Friday review: Yes, Chef

A memoir about one of the best chefs around who happens to come from my family’s hometown? You bet I would read that?


Yes, Chef begins with the story Marcus had been told of how he came to be a child in Sweden. His mother took him and his older sister with her to a hospital during an outbreak of tuberculosis in Ethiopia in the early 1970s. Mom did not survive, which is how her children became eligible for adoption. The couple who would become mama and papa were in their early 40s and lived in Göteborg with another adopted child. Reading his stories of youth took me back to my own many visits to the country in my youth. While my full knowledge of the city’s geography is not perfect, I was able to ask my mother (who read the book before me and loved it) where specific places were. I also understand the ethos in which he was raised. It’s not something I can explain, but you know it when you meet someone who is Scandinavian.
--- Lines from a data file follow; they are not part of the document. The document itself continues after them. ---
//! Persistent ordered map built on [`BalancedTree`].
//!
//! This module provides [`TreeMap`], an immutable map whose entries are kept
//! in key order under a caller-supplied [`Comparator`].
//!
//! # Overview
//!
//! Each entry is stored as one element of a balanced tree whose comparator
//! looks only at keys. Values never take part in ordering, so two entries
//! with the same key are the same element as far as the tree is concerned.
//!
//! - O(log N) get, insert, remove
//! - O(log N) first/last
//! - O(1) len and `is_empty`
//!
//! # Examples
//!
//! ```rust
//! use strata::persistent::TreeMap;
//!
//! let map = TreeMap::new()
//!     .insert(3, "three")
//!     .insert(1, "one")
//!     .insert(2, "two");
//!
//! // Entries are always in key order
//! let keys: Vec<&i32> = map.keys().collect();
//! assert_eq!(keys, vec![&1, &2, &3]);
//!
//! // Inserting an existing key replaces its value
//! let updated = map.insert(1, "ONE");
//! assert_eq!(map.get(&1), Some(&"one"));
//! assert_eq!(updated.get(&1), Some(&"ONE"));
//! assert_eq!(updated.len(), 3);
//! ```

use std::cmp::Ordering;
use std::fmt;
use std::hash::{Hash, Hasher};
use std::iter::{FromIterator, FusedIterator};

use super::{
    BalancedTree, BalancedTreeIntoIterator, BalancedTreeIterator, Comparator, NaturalOrder,
    TreeError,
};
use crate::typeclass::{Foldable, Monoid, Semigroup, TypeConstructor};

// =============================================================================
// Entry and Key Ordering
// =============================================================================

/// One key-value pair as stored in the tree.
#[derive(Clone)]
pub(crate) struct Entry<K, V> {
    pub(crate) key: K,
    pub(crate) value: V,
}

/// Orders entries by key alone.
pub(crate) struct EntryOrder<C>(pub(crate) C);

impl<K, V, C: Comparator<K>> Comparator<Entry<K, V>> for EntryOrder<C> {
    #[inline]
    fn compare(&self, left: &Entry<K, V>, right: &Entry<K, V>) -> Ordering {
        self.0.compare(&left.key, &right.key)
    }
}

// =============================================================================
// TreeMap Definition
// =============================================================================

/// A persistent (immutable) ordered map.
///
/// Keys are ordered by the comparator given at construction; `K` itself does
/// not need to implement `Ord`. The entry count is tracked alongside the
/// tree, so [`len`](Self::len) is O(1).
///
/// # Time Complexity
///
/// | Operation      | Complexity |
/// |----------------|------------|
/// | `new`          | O(1)       |
/// | `get`          | O(log N)   |
/// | `insert`       | O(log N)   |
/// | `remove`       | O(log N)   |
/// | `contains_key` | O(log N)   |
/// | `first`/`last` | O(log N)   |
/// | `len`          | O(1)       |
/// | `is_empty`     | O(1)       |
///
/// # Examples
///
/// ```rust
/// use strata::persistent::{TreeMap, ReverseOrder, NaturalOrder};
///
/// let map = TreeMap::with_comparator(ReverseOrder(NaturalOrder))
///     .insert("a", 1)
///     .insert("c", 3)
///     .insert("b", 2);
///
/// let keys: Vec<_> = map.keys().copied().collect();
/// assert_eq!(keys, vec!["c", "b", "a"]);
/// ```
pub struct TreeMap<K, V, C = NaturalOrder> {
    tree: BalancedTree<Entry<K, V>, EntryOrder<C>>,
    length: usize,
}

impl<K, V> TreeMap<K, V, NaturalOrder> {
    /// Creates a new empty map ordered by the key type's `Ord`.
    ///
    /// # Examples
    ///
    /// ```rust
    /// use strata::persistent::TreeMap;
    ///
    /// let map: TreeMap<i32, String> = TreeMap::new();
    /// assert!(map.is_empty());
    /// ```
    #[inline]
    #[must_use]
    pub fn new() -> Self {
        Self::with_comparator(NaturalOrder)
    }
}

impl<K: Clone + Ord, V: Clone> TreeMap<K, V, NaturalOrder> {
    /// Creates a map containing a single entry.
    ///
    /// # Examples
    ///
    /// ```rust
    /// use strata::persistent::TreeMap;
    ///
    /// let map = TreeMap::singleton(42, "answer");
    /// assert_eq!(map.len(), 1);
    /// assert_eq!(map.get(&42), Some(&"answer"));
    /// ```
    #[inline]
    #[must_use]
    pub fn singleton(key: K, value: V) -> Self {
        Self::new().insert(key, value)
    }
}

impl<K, V, C> TreeMap<K, V, C> {
    /// Creates a new empty map ordered by `comparator`.
    #[inline]
    #[must_use]
    pub fn with_comparator(comparator: C) -> Self {
        Self {
            tree: BalancedTree::with_comparator(EntryOrder(comparator)),
            length: 0,
        }
    }

    /// Returns the comparator that orders the keys.
    #[inline]
    pub fn comparator(&self) -> &C {
        &self.tree.comparator().0
    }

    /// Returns the number of entries in the map.
    ///
    /// # Complexity
    ///
    /// O(1)
    #[inline]
    #[must_use]
    pub const fn len(&self) -> usize {
        self.length
    }

    /// Returns `true` if the map contains no entries.
    #[inline]
    #[must_use]
    pub const fn is_empty(&self) -> bool {
        self.length == 0
    }

    /// Returns an iterator over the entries in key order.
    #[must_use]
    pub fn iter(&self) -> TreeMapIterator<'_, K, V> {
        TreeMapIterator {
            entries: self.tree.iter(),
            remaining: self.length,
        }
    }

    /// Returns an iterator over the keys in order.
    ///
    /// # Examples
    ///
    /// ```rust
    /// use strata::persistent::TreeMap;
    ///
    /// let map: TreeMap<i32, char> = [(2, 'b'), (1, 'a')].into_iter().collect();
    /// assert_eq!(map.keys().copied().collect::<Vec<_>>(), vec![1, 2]);
    /// assert_eq!(map.values().copied().collect::<Vec<_>>(), vec!['a', 'b']);
    /// ```
    pub fn keys(&self) -> impl Iterator<Item = &K> {
        self.iter().map(|(key, _)| key)
    }

    /// Returns an iterator over the values in key order.
    pub fn values(&self) -> impl Iterator<Item = &V> {
        self.iter().map(|(_, value)| value)
    }

    /// Returns the entry with the smallest key.
    #[must_use]
    pub fn first(&self) -> Option<(&K, &V)> {
        self.tree.first().map(|entry| (&entry.key, &entry.value))
    }

    /// Returns the entry with the largest key.
    #[must_use]
    pub fn last(&self) -> Option<(&K, &V)> {
        self.tree.last().map(|entry| (&entry.key, &entry.value))
    }

    /// Reduces the entries in key order.
    ///
    /// # Examples
    ///
    /// ```rust
    /// use strata::persistent::TreeMap;
    ///
    /// let map: TreeMap<&str, i32> = [("a", 1), ("b", 2)].into_iter().collect();
    /// let total = map.fold(0, |accumulator, _, value| accumulator + value);
    /// assert_eq!(total, 3);
    /// ```
    pub fn fold<B, F>(&self, seed: B, mut function: F) -> B
    where
        F: FnMut(B, &K, &V) -> B,
    {
        self.tree.fold(seed, |accumulator, entry| {
            function(accumulator, &entry.key, &entry.value)
        })
    }
}

impl<K, V, C: Comparator<K>> TreeMap<K, V, C> {
    fn find_entry(&self, key: &K) -> Option<&Entry<K, V>> {
        let comparator = self.comparator();
        self.tree.find_by(|entry| comparator.compare(key, &entry.key))
    }

    /// Returns a reference to the value stored under `key`.
    ///
    /// # Complexity
    ///
    /// O(log N)
    ///
    /// # Examples
    ///
    /// ```rust
    /// use strata::persistent::TreeMap;
    ///
    /// let map = TreeMap::new().insert("hello".to_string(), 42);
    /// assert_eq!(map.get(&"hello".to_string()), Some(&42));
    /// assert_eq!(map.get(&"world".to_string()), None);
    /// ```
    #[must_use]
    pub fn get(&self, key: &K) -> Option<&V> {
        self.find_entry(key).map(|entry| &entry.value)
    }

    /// Returns the stored key and value for `key`.
    ///
    /// The stored key is the one first inserted and may differ from `key` in
    /// parts the comparator ignores.
    #[must_use]
    pub fn get_entry(&self, key: &K) -> Option<(&K, &V)> {
        self.find_entry(key).map(|entry| (&entry.key, &entry.value))
    }

    /// Like [`get`](Self::get), but reports a missing key as an error.
    ///
    /// # Errors
    ///
    /// Returns [`TreeError::NotFound`] when `key` is absent.
    pub fn try_get(&self, key: &K) -> Result<&V, TreeError> {
        self.get(key).ok_or(TreeError::NotFound)
    }

    /// Returns `true` if the map contains `key`.
    #[must_use]
    pub fn contains_key(&self, key: &K) -> bool {
        self.find_entry(key).is_some()
    }
}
I loved that sense of familiar.

I also loved reading about Marcus growing up cooking with his mormor(maternal grandmother), because the only grandparent I ever knew was my own mormor. Despite the fact that Swedish food was apparently quite boring in 1970s, Marcus still caught the bug for cooking and making the best food he could. He kept cooking and would wind up in the one cooking school in Göteborg. His ambition far outstripped the food culture of the country at the time too. While his first internships kept Marcus within the city, he kept working and asking, and eventually got what all potential chefs dream of: “sent away.” This means that the chef or manager thinks so highly of you that they will send you to another restaurant (and country!) to learn new skills and develop talent.

This sending away would take him to Austria, and hunting through France, making friends, working his way up from gathering vegetables in the garden, and trying to find a a space in a more prestigious restaurant location, like France or the United States.
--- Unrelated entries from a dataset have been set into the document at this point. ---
//! Benchmark for TreeMap and TreeSet vs standard BTreeMap and BTreeSet.
//!
//! Covers map upserts and the set algebra built on repeated insertion.

use criterion::{BenchmarkId, Criterion, criterion_group, criterion_main};
use std::collections::{BTreeMap, BTreeSet};
use std::hint::black_box;
use strata::persistent::{TreeMap, TreeSet};

// =============================================================================
// Map upsert Benchmark
// =============================================================================

fn benchmark_map_upsert(criterion: &mut Criterion) {
    let mut group = criterion.benchmark_group("map_upsert");

    for size in [100, 1000, 10000] {
        let map: TreeMap<i32, i32> = (0..size).map(|key| (key, key)).collect();
        let standard: BTreeMap<i32, i32> = (0..size).map(|key| (key, key)).collect();

        group.bench_with_input(BenchmarkId::new("TreeMap", size), &size, |bencher, &size| {
            bencher.iter(|| {
                let mut current = map.clone();
                for key in 0..size {
                    current = current.insert(black_box(key), black_box(key * 2));
                }
                black_box(current)
            });
        });

        group.bench_with_input(BenchmarkId::new("BTreeMap", size), &size, |bencher, &size| {
            bencher.iter(|| {
                let mut current = standard.clone();
                for key in 0..size {
                    current.insert(black_box(key), black_box(key * 2));
                }
                black_box(current)
            });
        });
    }

    group.finish();
}

// =============================================================================
// Map get Benchmark
// =============================================================================

fn benchmark_map_get(criterion: &mut Criterion) {
    let mut group = criterion.benchmark_group("map_get");

    for size in [100, 1000, 10000] {
        let map: TreeMap<i32, i32> = (0..size).map(|key| (key, key * 2)).collect();
        let standard: BTreeMap<i32, i32> = (0..size).map(|key| (key, key * 2)).collect();

        group.bench_with_input(BenchmarkId::new("TreeMap", size), &size, |bencher, &size| {
            bencher.iter(|| {
                let mut sum = 0;
                for key in 0..size {
                    if let Some(&value) = map.get(&black_box(key)) {
                        sum += value;
                    }
                }
                black_box(sum)
            });
        });

        group.bench_with_input(BenchmarkId::new("BTreeMap", size), &size, |bencher, &size| {
            bencher.iter(|| {
                let mut sum = 0;
                for key in 0..size {
                    if let Some(&value) = standard.get(&black_box(key)) {
                        sum += value;
                    }
                }
                black_box(sum)
            });
        });
    }

    group.finish();
}

// =============================================================================
// Set algebra Benchmark
// =============================================================================

fn benchmark_set_algebra(criterion: &mut Criterion) {
    let mut group = criterion.benchmark_group("set_algebra");

    for size in [100, 1000] {
        let left: TreeSet<i32> = (0..size).collect();
        let right: TreeSet<i32> = (size / 2..size + size / 2).collect();
        let standard_left: BTreeSet<i32> = (0..size).collect();
        let standard_right: BTreeSet<i32> = (size / 2..size + size / 2).collect();

        group.bench_with_input(BenchmarkId::new("TreeSet/union", size), &size, |bencher, _| {
            bencher.iter(|| black_box(left.union(&right)));
        });

        group.bench_with_input(
            BenchmarkId::new("TreeSet/intersection", size),
            &size,
            |bencher, _| {
                bencher.iter(|| black_box(left.intersection(&right)));
            },
        );

        group.bench_with_input(BenchmarkId::new("BTreeSet/union", size), &size, |bencher, _| {
            bencher.iter(|| {
                black_box(
                    standard_left
                        .union(&standard_right)
                        .copied()
                        .collect::<BTreeSet<i32>>(),
                )
            });
        });

        group.bench_with_input(
            BenchmarkId::new("BTreeSet/intersection", size),
            &size,
            |bencher, _| {
                bencher.iter(|| {
                    black_box(
                        standard_left
                            .intersection(&standard_right)
                            .copied()
                            .collect::<BTreeSet<i32>>(),
                    )
                });
            },
        );
    }

    group.finish();
}

criterion_group!(
    benches,
    benchmark_map_upsert,
    benchmark_map_get,
    benchmark_set_algebra
);
criterion_main!(benches);
//! Type classes shared by the containers.
//!
//! Only the classes the ordered containers implement are provided:
//!
//! - [`TypeConstructor`]: GAT-based higher-kinded type emulation
//! - [`Foldable`]: reduce a container to a summary value
//! - [`Semigroup`]: associative `combine`
//! - [`Monoid`]: `Semigroup` with an identity element
//!
//! `TreeSet` combines by union and `TreeMap` by right-biased merge, so both
//! are monoids whenever their comparator has a `Default`.

mod foldable;
mod higher;
mod monoid;
mod semigroup;

pub use foldable::Foldable;
pub use higher::TypeConstructor;
pub use monoid::Monoid;
pub use semigroup::Semigroup;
Which is how he wound up at Aquavit in New York City. And would become one of the youngest executive chefs in the world.

One thing which impressed me about both the book and Marcus is something which I have not found in other restaurant-related memoirs: no drug or alcohol abuse. His professionalism shines through in these pages.

The book wraps up with Marcus’s appearance (and win! Hurrah!) on Top Chef Masters and opening up Red Rooster in Harlem. In between he has also discovered his Ethiopian family and gotten married… but I don’t want to spoil too much more.

This book is a swift and engaging read, and worth every minute. Thumbs up!